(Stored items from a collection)
○ ○ ○

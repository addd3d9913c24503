//! Block-list evaluation.

use super::model::{FilterList, FilterReason, FilterVerdict};
use crate::record::EmailRecord;

/// Evaluates a record against the block-lists.
///
/// Checks run in strict priority order and short-circuit at the first
/// match: domain, staff, address, subject keyword. Keyword matching is a
/// case-sensitive substring check; the first keyword in set order wins.
#[must_use]
pub fn evaluate(record: &EmailRecord, list: &FilterList) -> FilterVerdict {
    if list.domains.contains(&record.from_host) {
        return FilterVerdict::Failed {
            reason: FilterReason::Domain,
            value: record.from_host.clone(),
        };
    }
    if list.staff.contains(&record.from_email) {
        return FilterVerdict::Failed {
            reason: FilterReason::Staff,
            value: record.from_email.clone(),
        };
    }
    if list.emails.contains(&record.from_email) {
        return FilterVerdict::Failed {
            reason: FilterReason::Email,
            value: record.from_email.clone(),
        };
    }
    if list
        .keywords
        .iter()
        .any(|keyword| record.subject.contains(keyword.as_str()))
    {
        return FilterVerdict::Failed {
            reason: FilterReason::Keyword,
            value: record.subject.clone(),
        };
    }
    FilterVerdict::Passed
}

#[cfg(test)]
#[allow(clippy::unwrap_used, clippy::redundant_clone, clippy::manual_string_new)]
mod tests {
    use super::*;

    fn record(subject: &str, from: &str) -> EmailRecord {
        EmailRecord::build(subject, from, "bob@x.com", "Mon, 2 Jan 2023 10:00:00 +0000")
    }

    fn list() -> FilterList {
        let mut list = FilterList::default();
        list.domains.insert("spam.example".to_string());
        list.emails.insert("alice@bad.com".to_string());
        list.keywords.insert("UNSUBSCRIBE".to_string());
        list.staff.insert("carol@org.example".to_string());
        list
    }

    #[test]
    fn test_passes_clean_record() {
        let verdict = evaluate(&record("Hi", "dave@ok.example"), &list());
        assert_eq!(verdict, FilterVerdict::Passed);
    }

    #[test]
    fn test_domain_match() {
        let verdict = evaluate(&record("Hi", "eve@Spam.example"), &list());
        assert_eq!(
            verdict,
            FilterVerdict::Failed {
                reason: FilterReason::Domain,
                value: "spam.example".to_string(),
            }
        );
    }

    #[test]
    fn test_domain_beats_email() {
        let mut list = list();
        list.domains.insert("bad.com".to_string());
        // alice@bad.com is on both lists; the domain check runs first
        let verdict = evaluate(&record("Hi", "alice@bad.com"), &list);
        assert_eq!(verdict.reason(), Some(FilterReason::Domain));
        assert_eq!(verdict.value(), Some("bad.com"));
    }

    #[test]
    fn test_staff_beats_email() {
        let mut list = list();
        list.emails.insert("carol@org.example".to_string());
        let verdict = evaluate(&record("Hi", "carol@org.example"), &list);
        assert_eq!(verdict.reason(), Some(FilterReason::Staff));
    }

    #[test]
    fn test_email_match() {
        let verdict = evaluate(&record("Hi", "alice@bad.com"), &list());
        assert_eq!(verdict.reason(), Some(FilterReason::Email));
        assert_eq!(verdict.value(), Some("alice@bad.com"));
    }

    #[test]
    fn test_keyword_is_case_sensitive_substring() {
        let verdict = evaluate(&record("Please UNSUBSCRIBE me", "dave@ok.example"), &list());
        assert_eq!(verdict.reason(), Some(FilterReason::Keyword));
        assert_eq!(verdict.value(), Some("Please UNSUBSCRIBE me"));

        let verdict = evaluate(&record("please unsubscribe me", "dave@ok.example"), &list());
        assert_eq!(verdict, FilterVerdict::Passed);
    }
}
//! Block-list model and the policy-filter engine.

mod engine;
mod model;

pub use engine::evaluate;
pub use model::{FilterList, FilterReason, FilterVerdict};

○ ○ ○

» **Aim of the exercise**:
Nothing in the data may change. Give it again in full.

» **Output**:
repository addd3d9913c24503
//! Block-list evaluation.

use super::model::{FilterList, FilterReason, FilterVerdict};
use crate::record::EmailRecord;

/// Evaluates a record against the block-lists.
///
/// Checks run in strict priority order and short-circuit at the first
/// match: domain, staff, address, subject keyword. Keyword matching is a
/// case-sensitive substring check; the first keyword in set order wins.
#[must_use]
pub fn evaluate(record: &EmailRecord, list: &FilterList) -> FilterVerdict {
    if list.domains.contains(&record.from_host) {
        return FilterVerdict::Failed {
            reason: FilterReason::Domain,
            value: record.from_host.clone(),
        };
    }
    if list.staff.contains(&record.from_email) {
        return FilterVerdict::Failed {
            reason: FilterReason::Staff,
            value: record.from_email.clone(),
        };
    }
    if list.emails.contains(&record.from_email) {
        return FilterVerdict::Failed {
            reason: FilterReason::Email,
            value: record.from_email.clone(),
        };
    }
    if list
        .keywords
        .iter()
        .any(|keyword| record.subject.contains(keyword.as_str()))
    {
        return FilterVerdict::Failed {
            reason: FilterReason::Keyword,
            value: record.subject.clone(),
        };
    }
    FilterVerdict::Passed
}

#[cfg(test)]
#[allow(clippy::unwrap_used, clippy::redundant_clone, clippy::manual_string_new)]
mod tests {
    use super::*;

    fn record(subject: &str, from: &str) -> EmailRecord {
        EmailRecord::build(subject, from, "bob@x.com", "Mon, 2 Jan 2023 10:00:00 +0000")
    }

    fn list() -> FilterList {
        let mut list = FilterList::default();
        list.domains.insert("spam.example".to_string());
        list.emails.insert("alice@bad.com".to_string());
        list.keywords.insert("UNSUBSCRIBE".to_string());
        list.staff.insert("carol@org.example".to_string());
        list
    }

    #[test]
    fn test_passes_clean_record() {
        let verdict = evaluate(&record("Hi", "dave@ok.example"), &list());
        assert_eq!(verdict, FilterVerdict::Passed);
    }

    #[test]
    fn test_domain_match() {
        let verdict = evaluate(&record("Hi", "eve@Spam.example"), &list());
        assert_eq!(
            verdict,
            FilterVerdict::Failed {
                reason: FilterReason::Domain,
                value: "spam.example".to_string(),
            }
        );
    }

    #[test]
    fn test_domain_beats_email() {
        let mut list = list();
        list.domains.insert("bad.com".to_string());
        // alice@bad.com is on both lists; the domain check runs first
        let verdict = evaluate(&record("Hi", "alice@bad.com"), &list);
        assert_eq!(verdict.reason(), Some(FilterReason::Domain));
        assert_eq!(verdict.value(), Some("bad.com"));
    }

    #[test]
    fn test_staff_beats_email() {
        let mut list = list();
        list.emails.insert("carol@org.example".to_string());
        let verdict = evaluate(&record("Hi", "carol@org.example"), &list);
        assert_eq!(verdict.reason(), Some(FilterReason::Staff));
    }

    #[test]
    fn test_email_match() {
        let verdict = evaluate(&record("Hi", "alice@bad.com"), &list());
        assert_eq!(verdict.reason(), Some(FilterReason::Email));
        assert_eq!(verdict.value(), Some("alice@bad.com"));
    }

    #[test]
    fn test_keyword_is_case_sensitive_substring() {
        let verdict = evaluate(&record("Please UNSUBSCRIBE me", "dave@ok.example"), &list());
        assert_eq!(verdict.reason(), Some(FilterReason::Keyword));
        assert_eq!(verdict.value(), Some("Please UNSUBSCRIBE me"));

        let verdict = evaluate(&record("please unsubscribe me", "dave@ok.example"), &list());
        assert_eq!(verdict, FilterVerdict::Passed);
    }
}
//! Block-list model and the policy-filter engine.

mod engine;
mod model;

pub use engine::evaluate;
pub use model::{FilterList, FilterReason, FilterVerdict};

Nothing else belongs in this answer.